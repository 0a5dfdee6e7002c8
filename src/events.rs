//! Typed layouts for the records the tracker writes, and parsing for the
//! consumer side.
//!
//! All records are little-endian fixed-width integers laid out `repr(C)`,
//! prefixed with a perf event header whose `size` covers the whole record.
//! The allocation sample mirrors the kernel's `PERF_RECORD_SAMPLE` layout
//! for the sample types the profiler enables (TID | TIME | ADDR | PERIOD |
//! REGS_USER | STACK_USER), so the consumer parses custom and kernel rings
//! with the same code.

use std::mem;
use std::ptr;

use crate::sys::{
    PERF_CUSTOM_EVENT_CLEAR_LIVE_ALLOCATION, PERF_CUSTOM_EVENT_DEALLOCATION, PERF_RECORD_LOST,
    PERF_RECORD_SAMPLE, RecordHeader, SAMPLE_REGS_COUNT,
};

/// Common `{pid, tid, time}` tuple carried by every record.
#[repr(C)]
#[derive(Debug, Clone, Copy, PartialEq, Eq, Default)]
pub struct SampleId {
    pub pid: u32,
    pub tid: u32,
    pub time: u64,
}

/// Fixed prefix of an allocation sample. The variable-length stack bytes and
/// the trailing `dyn_size` u64 follow it in the reserved slot.
#[repr(C)]
#[derive(Debug, Clone, Copy)]
pub struct AllocationEvent {
    pub header: RecordHeader,
    pub sample_id: SampleId,
    pub addr: u64,
    pub period: u64,
    pub regs_abi: u64,
    pub regs: [u64; SAMPLE_REGS_COUNT],
    pub size_stack: u64,
}

#[repr(C)]
#[derive(Debug, Clone, Copy)]
pub struct DeallocationEvent {
    pub header: RecordHeader,
    pub sample_id: SampleId,
    pub ptr: u64,
}

#[repr(C)]
#[derive(Debug, Clone, Copy)]
pub struct ClearLiveAllocationEvent {
    pub header: RecordHeader,
    pub sample_id: SampleId,
}

/// Kernel `PERF_RECORD_LOST` layout: `id` and `lost` precede the sample id.
#[repr(C)]
#[derive(Debug, Clone, Copy)]
pub struct LostEvent {
    pub header: RecordHeader,
    pub id: u64,
    pub lost: u64,
    pub sample_id: SampleId,
}

/// Total record size for an allocation sample carrying `stack_size` bytes of
/// stack. `stack_size` must already be 8-byte aligned so the trailing
/// `dyn_size` lands aligned.
pub const fn allocation_event_size(stack_size: u32) -> usize {
    mem::size_of::<AllocationEvent>() + stack_size as usize + mem::size_of::<u64>()
}

/// A record parsed back out of a ring, borrowing the stack bytes in place.
#[derive(Debug)]
pub enum ParsedRecord<'a> {
    Sample {
        event: AllocationEvent,
        stack: &'a [u8],
        dyn_size: u64,
    },
    Deallocation(DeallocationEvent),
    ClearLiveAllocations(ClearLiveAllocationEvent),
    Lost(LostEvent),
    Unknown {
        header: RecordHeader,
    },
}

impl<'a> ParsedRecord<'a> {
    /// Decode one record from its raw bytes. Returns `None` when the slice
    /// is shorter than the layout it announces.
    pub fn parse(bytes: &'a [u8]) -> Option<ParsedRecord<'a>> {
        if bytes.len() < mem::size_of::<RecordHeader>() {
            return None;
        }
        let header = unsafe { ptr::read_unaligned(bytes.as_ptr() as *const RecordHeader) };
        if bytes.len() < header.size as usize {
            return None;
        }

        match header.record_type {
            PERF_RECORD_SAMPLE => {
                if bytes.len() < mem::size_of::<AllocationEvent>() + mem::size_of::<u64>() {
                    return None;
                }
                let event =
                    unsafe { ptr::read_unaligned(bytes.as_ptr() as *const AllocationEvent) };
                let stack_start = mem::size_of::<AllocationEvent>();
                let stack_end = stack_start + event.size_stack as usize;
                if bytes.len() < stack_end + mem::size_of::<u64>() {
                    return None;
                }
                let dyn_size =
                    u64::from_le_bytes(bytes[stack_end..stack_end + 8].try_into().ok()?);
                Some(ParsedRecord::Sample {
                    event,
                    stack: &bytes[stack_start..stack_end],
                    dyn_size,
                })
            }
            PERF_CUSTOM_EVENT_DEALLOCATION => {
                if bytes.len() < mem::size_of::<DeallocationEvent>() {
                    return None;
                }
                Some(ParsedRecord::Deallocation(unsafe {
                    ptr::read_unaligned(bytes.as_ptr() as *const DeallocationEvent)
                }))
            }
            PERF_CUSTOM_EVENT_CLEAR_LIVE_ALLOCATION => {
                if bytes.len() < mem::size_of::<ClearLiveAllocationEvent>() {
                    return None;
                }
                Some(ParsedRecord::ClearLiveAllocations(unsafe {
                    ptr::read_unaligned(bytes.as_ptr() as *const ClearLiveAllocationEvent)
                }))
            }
            PERF_RECORD_LOST => {
                if bytes.len() < mem::size_of::<LostEvent>() {
                    return None;
                }
                Some(ParsedRecord::Lost(unsafe {
                    ptr::read_unaligned(bytes.as_ptr() as *const LostEvent)
                }))
            }
            _ => Some(ParsedRecord::Unknown { header }),
        }
    }
}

▶ **Instructions for the task**
Write down all of the listing exactly.

▶ **Written response**
repository 0a5dfdee6e7002c8
filename src/events.rs
//! Typed layouts for the records the tracker writes, and parsing for the
//! consumer side.
//!
//! All records are little-endian fixed-width integers laid out `repr(C)`,
//! prefixed with a perf event header whose `size` covers the whole record.
//! The allocation sample mirrors the kernel's `PERF_RECORD_SAMPLE` layout
//! for the sample types the profiler enables (TID | TIME | ADDR | PERIOD |
//! REGS_USER | STACK_USER), so the consumer parses custom and kernel rings
//! with the same code.

use std::mem;
use std::ptr;

use crate::sys::{
    PERF_CUSTOM_EVENT_CLEAR_LIVE_ALLOCATION, PERF_CUSTOM_EVENT_DEALLOCATION, PERF_RECORD_LOST,
    PERF_RECORD_SAMPLE, RecordHeader, SAMPLE_REGS_COUNT,
};

/// Common `{pid, tid, time}` tuple carried by every record.
#[repr(C)]
#[derive(Debug, Clone, Copy, PartialEq, Eq, Default)]
pub struct SampleId {
    pub pid: u32,
    pub tid: u32,
    pub time: u64,
}

/// Fixed prefix of an allocation sample. The variable-length stack bytes and
/// the trailing `dyn_size` u64 follow it in the reserved slot.
#[repr(C)]
#[derive(Debug, Clone, Copy)]
pub struct AllocationEvent {
    pub header: RecordHeader,
    pub sample_id: SampleId,
    pub addr: u64,
    pub period: u64,
    pub regs_abi: u64,
    pub regs: [u64; SAMPLE_REGS_COUNT],
    pub size_stack: u64,
}

#[repr(C)]
#[derive(Debug, Clone, Copy)]
pub struct DeallocationEvent {
    pub header: RecordHeader,
    pub sample_id: SampleId,
    pub ptr: u64,
}

#[repr(C)]
#[derive(Debug, Clone, Copy)]
pub struct ClearLiveAllocationEvent {
    pub header: RecordHeader,
    pub sample_id: SampleId,
}

/// Kernel `PERF_RECORD_LOST` layout: `id` and `lost` precede the sample id.
#[repr(C)]
#[derive(Debug, Clone, Copy)]
pub struct LostEvent {
    pub header: RecordHeader,
    pub id: u64,
    pub lost: u64,
    pub sample_id: SampleId,
}

/// Total record size for an allocation sample carrying `stack_size` bytes of
/// stack. `stack_size` must already be 8-byte aligned so the trailing
/// `dyn_size` lands aligned.
pub const fn allocation_event_size(stack_size: u32) -> usize {
    mem::size_of::<AllocationEvent>() + stack_size as usize + mem::size_of::<u64>()
}

/// A record parsed back out of a ring, borrowing the stack bytes in place.
#[derive(Debug)]
pub enum ParsedRecord<'a> {
    Sample {
        event: AllocationEvent,
        stack: &'a [u8],
        dyn_size: u64,
    },
    Deallocation(DeallocationEvent),
    ClearLiveAllocations(ClearLiveAllocationEvent),
    Lost(LostEvent),
    Unknown {
        header: RecordHeader,
    },
}

impl<'a> ParsedRecord<'a> {
    /// Decode one record from its raw bytes. Returns `None` when the slice
    /// is shorter than the layout it announces.
    pub fn parse(bytes: &'a [u8]) -> Option<ParsedRecord<'a>> {
        if bytes.len() < mem::size_of::<RecordHeader>() {
            return None;
        }
        let header = unsafe { ptr::read_unaligned(bytes.as_ptr() as *const RecordHeader) };
        if bytes.len() < header.size as usize {
            return None;
        }

        match header.record_type {
            PERF_RECORD_SAMPLE => {
                if bytes.len() < mem::size_of::<AllocationEvent>() + mem::size_of::<u64>() {
                    return None;
                }
                let event =
                    unsafe { ptr::read_unaligned(bytes.as_ptr() as *const AllocationEvent) };
                let stack_start = mem::size_of::<AllocationEvent>();
                let stack_end = stack_start + event.size_stack as usize;
                if bytes.len() < stack_end + mem::size_of::<u64>() {
                    return None;
                }
                let dyn_size =
                    u64::from_le_bytes(bytes[stack_end..stack_end + 8].try_into().ok()?);
                Some(ParsedRecord::Sample {
                    event,
                    stack: &bytes[stack_start..stack_end],
                    dyn_size,
                })
            }
            PERF_CUSTOM_EVENT_DEALLOCATION => {
                if bytes.len() < mem::size_of::<DeallocationEvent>() {
                    return None;
                }
                Some(ParsedRecord::Deallocation(unsafe {
                    ptr::read_unaligned(bytes.as_ptr() as *const DeallocationEvent)
                }))
            }
            PERF_CUSTOM_EVENT_CLEAR_LIVE_ALLOCATION => {
                if bytes.len() < mem::size_of::<ClearLiveAllocationEvent>() {
                    return None;
                }
                Some(ParsedRecord::ClearLiveAllocations(unsafe {
                    ptr::read_unaligned(bytes.as_ptr() as *const ClearLiveAllocationEvent)
                }))
            }
            PERF_RECORD_LOST => {
                if bytes.len() < mem::size_of::<LostEvent>() {
                    return None;
                }
                Some(ParsedRecord::Lost(unsafe {
                    ptr::read_unaligned(bytes.as_ptr() as *const LostEvent)
                }))
            }
            _ => Some(ParsedRecord::Unknown { header }),
        }
    }
}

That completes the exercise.